What is being asked: In the material below, the lines from the one containing "a capability list." through the one containing "#[derive(Debug, Clone, Default, PartialEq, Eq)]" are to be given again exactly, ends included, and no others.

Entries supplied:
◆ ◆ ◆

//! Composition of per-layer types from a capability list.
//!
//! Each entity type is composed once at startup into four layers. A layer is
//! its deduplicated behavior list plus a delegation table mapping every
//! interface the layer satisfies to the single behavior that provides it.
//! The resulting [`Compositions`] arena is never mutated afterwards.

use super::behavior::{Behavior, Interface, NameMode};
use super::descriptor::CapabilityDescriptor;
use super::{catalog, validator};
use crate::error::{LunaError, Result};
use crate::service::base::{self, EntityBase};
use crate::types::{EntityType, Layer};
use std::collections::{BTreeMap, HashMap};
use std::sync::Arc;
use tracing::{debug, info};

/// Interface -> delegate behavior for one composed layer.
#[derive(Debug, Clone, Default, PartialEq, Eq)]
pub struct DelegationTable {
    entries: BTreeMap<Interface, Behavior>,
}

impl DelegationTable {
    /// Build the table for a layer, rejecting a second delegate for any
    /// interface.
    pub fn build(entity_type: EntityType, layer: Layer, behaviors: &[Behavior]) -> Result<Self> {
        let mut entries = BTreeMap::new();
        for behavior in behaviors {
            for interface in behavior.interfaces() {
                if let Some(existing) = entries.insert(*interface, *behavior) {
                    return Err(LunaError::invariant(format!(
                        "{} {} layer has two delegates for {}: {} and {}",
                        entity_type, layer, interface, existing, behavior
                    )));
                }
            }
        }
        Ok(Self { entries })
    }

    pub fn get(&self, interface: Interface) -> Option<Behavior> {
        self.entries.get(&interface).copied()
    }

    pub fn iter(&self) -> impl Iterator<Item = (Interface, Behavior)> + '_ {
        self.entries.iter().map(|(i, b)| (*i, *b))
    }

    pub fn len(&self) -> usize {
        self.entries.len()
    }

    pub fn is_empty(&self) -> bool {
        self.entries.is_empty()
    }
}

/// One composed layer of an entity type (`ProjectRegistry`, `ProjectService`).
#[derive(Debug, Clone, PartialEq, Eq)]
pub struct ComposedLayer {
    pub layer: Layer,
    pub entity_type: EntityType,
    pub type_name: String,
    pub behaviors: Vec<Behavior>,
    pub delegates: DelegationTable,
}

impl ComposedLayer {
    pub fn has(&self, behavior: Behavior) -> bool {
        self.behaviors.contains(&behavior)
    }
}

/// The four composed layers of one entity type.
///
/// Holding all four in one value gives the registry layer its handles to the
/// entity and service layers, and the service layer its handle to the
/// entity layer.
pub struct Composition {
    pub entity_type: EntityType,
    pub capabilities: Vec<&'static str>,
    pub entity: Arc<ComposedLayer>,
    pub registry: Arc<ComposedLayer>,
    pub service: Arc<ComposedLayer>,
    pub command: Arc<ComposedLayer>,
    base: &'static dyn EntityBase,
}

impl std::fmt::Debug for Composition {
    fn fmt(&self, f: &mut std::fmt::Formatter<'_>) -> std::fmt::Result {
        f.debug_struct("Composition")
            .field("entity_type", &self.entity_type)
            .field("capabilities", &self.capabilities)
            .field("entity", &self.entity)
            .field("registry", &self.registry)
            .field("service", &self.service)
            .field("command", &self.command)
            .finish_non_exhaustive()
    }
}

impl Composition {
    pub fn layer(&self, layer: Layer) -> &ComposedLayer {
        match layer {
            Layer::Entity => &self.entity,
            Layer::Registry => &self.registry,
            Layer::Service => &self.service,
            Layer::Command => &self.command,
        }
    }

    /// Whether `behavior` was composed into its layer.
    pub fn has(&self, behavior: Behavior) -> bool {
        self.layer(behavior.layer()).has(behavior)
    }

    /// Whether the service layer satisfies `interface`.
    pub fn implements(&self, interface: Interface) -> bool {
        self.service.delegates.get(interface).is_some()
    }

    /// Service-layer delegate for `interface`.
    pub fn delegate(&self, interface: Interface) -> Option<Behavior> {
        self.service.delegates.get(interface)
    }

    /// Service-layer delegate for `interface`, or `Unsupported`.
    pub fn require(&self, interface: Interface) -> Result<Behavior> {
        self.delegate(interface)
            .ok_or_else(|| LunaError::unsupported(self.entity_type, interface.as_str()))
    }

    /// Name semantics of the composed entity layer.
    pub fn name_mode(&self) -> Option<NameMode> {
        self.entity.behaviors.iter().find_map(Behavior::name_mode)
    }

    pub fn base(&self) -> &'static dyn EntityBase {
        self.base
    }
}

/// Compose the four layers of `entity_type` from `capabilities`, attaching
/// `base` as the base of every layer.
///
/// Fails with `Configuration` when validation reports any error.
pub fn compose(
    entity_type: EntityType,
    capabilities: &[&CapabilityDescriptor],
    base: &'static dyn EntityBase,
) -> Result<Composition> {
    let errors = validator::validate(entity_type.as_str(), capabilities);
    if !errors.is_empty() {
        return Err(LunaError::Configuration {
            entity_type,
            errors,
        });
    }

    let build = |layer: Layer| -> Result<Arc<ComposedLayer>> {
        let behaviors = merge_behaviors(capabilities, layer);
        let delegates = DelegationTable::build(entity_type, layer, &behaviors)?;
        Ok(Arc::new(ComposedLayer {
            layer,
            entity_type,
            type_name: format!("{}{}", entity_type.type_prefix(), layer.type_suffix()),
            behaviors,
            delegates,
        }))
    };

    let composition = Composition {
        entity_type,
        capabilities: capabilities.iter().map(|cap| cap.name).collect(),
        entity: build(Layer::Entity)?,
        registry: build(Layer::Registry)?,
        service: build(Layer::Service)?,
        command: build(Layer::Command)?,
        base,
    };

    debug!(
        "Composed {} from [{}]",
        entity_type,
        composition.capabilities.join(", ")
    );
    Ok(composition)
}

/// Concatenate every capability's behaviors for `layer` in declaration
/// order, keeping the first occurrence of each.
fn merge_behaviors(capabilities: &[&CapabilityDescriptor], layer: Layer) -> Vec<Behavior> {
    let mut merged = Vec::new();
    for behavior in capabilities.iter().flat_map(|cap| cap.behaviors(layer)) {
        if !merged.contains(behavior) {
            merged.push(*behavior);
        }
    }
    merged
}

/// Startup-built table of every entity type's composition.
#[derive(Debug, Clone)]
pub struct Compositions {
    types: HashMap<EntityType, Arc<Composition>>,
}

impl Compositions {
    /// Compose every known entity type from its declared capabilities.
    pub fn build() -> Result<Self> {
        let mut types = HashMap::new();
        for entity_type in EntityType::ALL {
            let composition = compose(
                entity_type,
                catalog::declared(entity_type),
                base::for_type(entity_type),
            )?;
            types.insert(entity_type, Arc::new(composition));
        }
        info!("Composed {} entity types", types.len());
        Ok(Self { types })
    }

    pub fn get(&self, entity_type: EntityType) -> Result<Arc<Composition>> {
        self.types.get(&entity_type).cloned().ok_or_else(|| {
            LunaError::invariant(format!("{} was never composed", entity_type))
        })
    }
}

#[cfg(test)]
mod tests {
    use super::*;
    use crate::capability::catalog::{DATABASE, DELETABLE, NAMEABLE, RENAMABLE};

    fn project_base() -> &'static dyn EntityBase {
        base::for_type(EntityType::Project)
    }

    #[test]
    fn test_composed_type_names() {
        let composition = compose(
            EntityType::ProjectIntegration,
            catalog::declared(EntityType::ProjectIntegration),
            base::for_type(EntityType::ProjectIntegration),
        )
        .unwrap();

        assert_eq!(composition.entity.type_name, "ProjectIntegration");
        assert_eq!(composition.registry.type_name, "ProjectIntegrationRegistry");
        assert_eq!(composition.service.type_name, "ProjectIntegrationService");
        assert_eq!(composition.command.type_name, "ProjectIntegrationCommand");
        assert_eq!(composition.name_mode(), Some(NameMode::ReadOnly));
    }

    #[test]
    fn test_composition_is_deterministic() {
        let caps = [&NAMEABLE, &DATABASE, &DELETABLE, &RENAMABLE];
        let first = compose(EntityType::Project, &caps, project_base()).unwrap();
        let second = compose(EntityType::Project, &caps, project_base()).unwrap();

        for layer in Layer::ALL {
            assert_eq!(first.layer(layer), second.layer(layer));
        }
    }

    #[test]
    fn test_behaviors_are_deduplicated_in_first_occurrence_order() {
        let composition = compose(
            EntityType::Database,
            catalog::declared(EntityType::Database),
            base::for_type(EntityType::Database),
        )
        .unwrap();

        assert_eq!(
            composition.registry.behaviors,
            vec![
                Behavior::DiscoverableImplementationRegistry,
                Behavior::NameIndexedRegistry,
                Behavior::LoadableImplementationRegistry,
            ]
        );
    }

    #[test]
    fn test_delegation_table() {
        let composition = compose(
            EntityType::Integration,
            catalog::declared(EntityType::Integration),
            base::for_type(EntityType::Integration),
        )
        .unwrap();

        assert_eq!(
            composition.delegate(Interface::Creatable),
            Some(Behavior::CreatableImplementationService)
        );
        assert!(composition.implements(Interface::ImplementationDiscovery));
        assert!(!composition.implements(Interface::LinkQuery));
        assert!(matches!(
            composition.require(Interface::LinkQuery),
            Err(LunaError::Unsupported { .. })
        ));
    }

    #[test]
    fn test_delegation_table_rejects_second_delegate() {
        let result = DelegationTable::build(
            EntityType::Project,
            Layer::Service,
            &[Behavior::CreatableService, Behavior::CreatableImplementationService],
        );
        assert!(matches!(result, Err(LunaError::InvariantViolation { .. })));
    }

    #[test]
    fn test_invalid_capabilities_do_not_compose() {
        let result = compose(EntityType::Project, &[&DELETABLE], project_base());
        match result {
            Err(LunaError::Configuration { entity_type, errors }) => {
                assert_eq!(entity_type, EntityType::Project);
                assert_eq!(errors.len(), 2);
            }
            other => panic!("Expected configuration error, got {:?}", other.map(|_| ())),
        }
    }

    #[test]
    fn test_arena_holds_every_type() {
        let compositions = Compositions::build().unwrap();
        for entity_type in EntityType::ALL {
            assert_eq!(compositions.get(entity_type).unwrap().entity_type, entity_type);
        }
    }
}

◆ ◆ ◆

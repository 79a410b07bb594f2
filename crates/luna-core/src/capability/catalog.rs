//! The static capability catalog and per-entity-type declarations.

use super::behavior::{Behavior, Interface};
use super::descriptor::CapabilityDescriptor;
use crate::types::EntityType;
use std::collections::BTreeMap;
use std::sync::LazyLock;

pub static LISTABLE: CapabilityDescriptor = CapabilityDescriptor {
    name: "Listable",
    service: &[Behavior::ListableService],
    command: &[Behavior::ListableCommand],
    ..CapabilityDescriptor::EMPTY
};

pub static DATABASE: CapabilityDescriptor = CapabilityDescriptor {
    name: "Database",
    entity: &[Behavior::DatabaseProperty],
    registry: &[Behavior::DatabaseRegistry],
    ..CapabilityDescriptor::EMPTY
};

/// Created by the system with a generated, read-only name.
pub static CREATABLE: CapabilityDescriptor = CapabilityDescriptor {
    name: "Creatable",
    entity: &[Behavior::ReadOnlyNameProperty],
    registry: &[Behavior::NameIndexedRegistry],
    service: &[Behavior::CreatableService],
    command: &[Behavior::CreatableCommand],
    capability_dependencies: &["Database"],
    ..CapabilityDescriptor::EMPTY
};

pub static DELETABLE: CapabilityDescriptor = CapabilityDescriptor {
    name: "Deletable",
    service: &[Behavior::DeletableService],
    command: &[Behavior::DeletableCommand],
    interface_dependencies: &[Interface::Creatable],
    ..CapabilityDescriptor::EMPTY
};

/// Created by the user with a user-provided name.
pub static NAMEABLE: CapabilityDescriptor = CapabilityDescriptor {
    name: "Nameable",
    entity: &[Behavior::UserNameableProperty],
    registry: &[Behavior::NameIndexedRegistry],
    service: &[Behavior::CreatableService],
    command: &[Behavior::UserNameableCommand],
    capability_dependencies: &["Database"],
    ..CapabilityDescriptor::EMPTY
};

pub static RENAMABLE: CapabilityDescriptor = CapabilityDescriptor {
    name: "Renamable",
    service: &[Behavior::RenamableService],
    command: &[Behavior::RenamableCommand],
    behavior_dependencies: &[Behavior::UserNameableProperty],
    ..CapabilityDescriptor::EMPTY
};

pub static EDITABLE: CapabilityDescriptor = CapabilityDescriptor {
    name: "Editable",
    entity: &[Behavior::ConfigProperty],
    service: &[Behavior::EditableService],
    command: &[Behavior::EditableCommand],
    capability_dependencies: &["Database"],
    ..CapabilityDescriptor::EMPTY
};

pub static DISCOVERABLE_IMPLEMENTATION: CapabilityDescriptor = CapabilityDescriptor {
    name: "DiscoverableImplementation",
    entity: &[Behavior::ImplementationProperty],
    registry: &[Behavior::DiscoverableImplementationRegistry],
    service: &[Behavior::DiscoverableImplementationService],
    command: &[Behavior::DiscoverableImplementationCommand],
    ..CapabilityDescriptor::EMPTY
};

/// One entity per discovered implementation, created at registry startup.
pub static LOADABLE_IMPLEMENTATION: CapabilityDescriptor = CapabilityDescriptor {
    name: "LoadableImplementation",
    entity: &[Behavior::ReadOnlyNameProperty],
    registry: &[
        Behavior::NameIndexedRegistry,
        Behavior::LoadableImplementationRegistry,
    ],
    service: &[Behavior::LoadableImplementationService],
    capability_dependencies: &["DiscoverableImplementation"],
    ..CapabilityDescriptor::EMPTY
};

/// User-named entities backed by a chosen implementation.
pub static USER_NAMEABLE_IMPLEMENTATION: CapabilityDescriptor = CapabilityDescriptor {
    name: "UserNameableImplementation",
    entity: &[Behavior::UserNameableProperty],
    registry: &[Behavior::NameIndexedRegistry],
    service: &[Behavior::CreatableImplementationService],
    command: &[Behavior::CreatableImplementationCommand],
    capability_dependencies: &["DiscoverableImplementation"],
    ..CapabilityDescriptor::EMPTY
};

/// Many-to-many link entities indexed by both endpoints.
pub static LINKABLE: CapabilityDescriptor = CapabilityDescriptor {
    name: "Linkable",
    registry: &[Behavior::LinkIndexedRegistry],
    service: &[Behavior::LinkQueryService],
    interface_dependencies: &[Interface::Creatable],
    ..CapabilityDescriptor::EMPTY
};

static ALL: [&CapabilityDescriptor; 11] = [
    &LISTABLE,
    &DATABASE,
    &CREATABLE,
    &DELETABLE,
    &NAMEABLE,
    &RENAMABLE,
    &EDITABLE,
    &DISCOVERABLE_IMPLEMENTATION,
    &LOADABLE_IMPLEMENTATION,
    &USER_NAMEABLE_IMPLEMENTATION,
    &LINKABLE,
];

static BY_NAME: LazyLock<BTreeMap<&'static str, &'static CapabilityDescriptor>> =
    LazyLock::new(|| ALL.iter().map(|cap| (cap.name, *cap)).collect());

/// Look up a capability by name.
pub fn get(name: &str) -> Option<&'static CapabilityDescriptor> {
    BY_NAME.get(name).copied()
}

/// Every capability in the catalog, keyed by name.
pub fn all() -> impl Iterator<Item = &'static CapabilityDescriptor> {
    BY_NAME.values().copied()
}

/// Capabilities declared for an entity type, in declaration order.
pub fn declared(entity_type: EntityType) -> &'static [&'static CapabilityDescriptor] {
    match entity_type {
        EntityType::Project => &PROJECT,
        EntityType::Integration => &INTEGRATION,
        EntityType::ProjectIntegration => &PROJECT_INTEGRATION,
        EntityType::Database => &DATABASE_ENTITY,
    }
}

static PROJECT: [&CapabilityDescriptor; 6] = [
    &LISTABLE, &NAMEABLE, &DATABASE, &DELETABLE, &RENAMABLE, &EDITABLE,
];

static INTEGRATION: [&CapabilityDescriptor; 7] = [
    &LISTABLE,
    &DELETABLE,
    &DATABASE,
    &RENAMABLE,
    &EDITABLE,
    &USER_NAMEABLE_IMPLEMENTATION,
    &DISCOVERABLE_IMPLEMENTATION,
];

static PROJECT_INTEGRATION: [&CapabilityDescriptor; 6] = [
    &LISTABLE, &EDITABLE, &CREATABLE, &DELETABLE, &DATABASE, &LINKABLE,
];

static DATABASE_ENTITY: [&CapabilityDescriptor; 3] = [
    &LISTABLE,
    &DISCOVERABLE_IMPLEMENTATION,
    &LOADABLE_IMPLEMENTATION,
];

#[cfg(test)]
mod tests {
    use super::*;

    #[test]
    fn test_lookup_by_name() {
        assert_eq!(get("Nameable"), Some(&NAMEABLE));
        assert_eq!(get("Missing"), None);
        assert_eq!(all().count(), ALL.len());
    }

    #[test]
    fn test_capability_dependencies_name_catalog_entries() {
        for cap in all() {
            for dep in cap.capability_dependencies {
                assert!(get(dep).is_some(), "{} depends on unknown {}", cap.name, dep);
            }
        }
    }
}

◆ ◆ ◆

Response to the task:
//! Composition of per-layer types from a capability list.
//!
//! Each entity type is composed once at startup into four layers. A layer is
//! its deduplicated behavior list plus a delegation table mapping every
//! interface the layer satisfies to the single behavior that provides it.
//! The resulting [`Compositions`] arena is never mutated afterwards.

use super::behavior::{Behavior, Interface, NameMode};
use super::descriptor::CapabilityDescriptor;
use super::{catalog, validator};
use crate::error::{LunaError, Result};
use crate::service::base::{self, EntityBase};
use crate::types::{EntityType, Layer};
use std::collections::{BTreeMap, HashMap};
use std::sync::Arc;
use tracing::{debug, info};

/// Interface -> delegate behavior for one composed layer.
#[derive(Debug, Clone, Default, PartialEq, Eq)]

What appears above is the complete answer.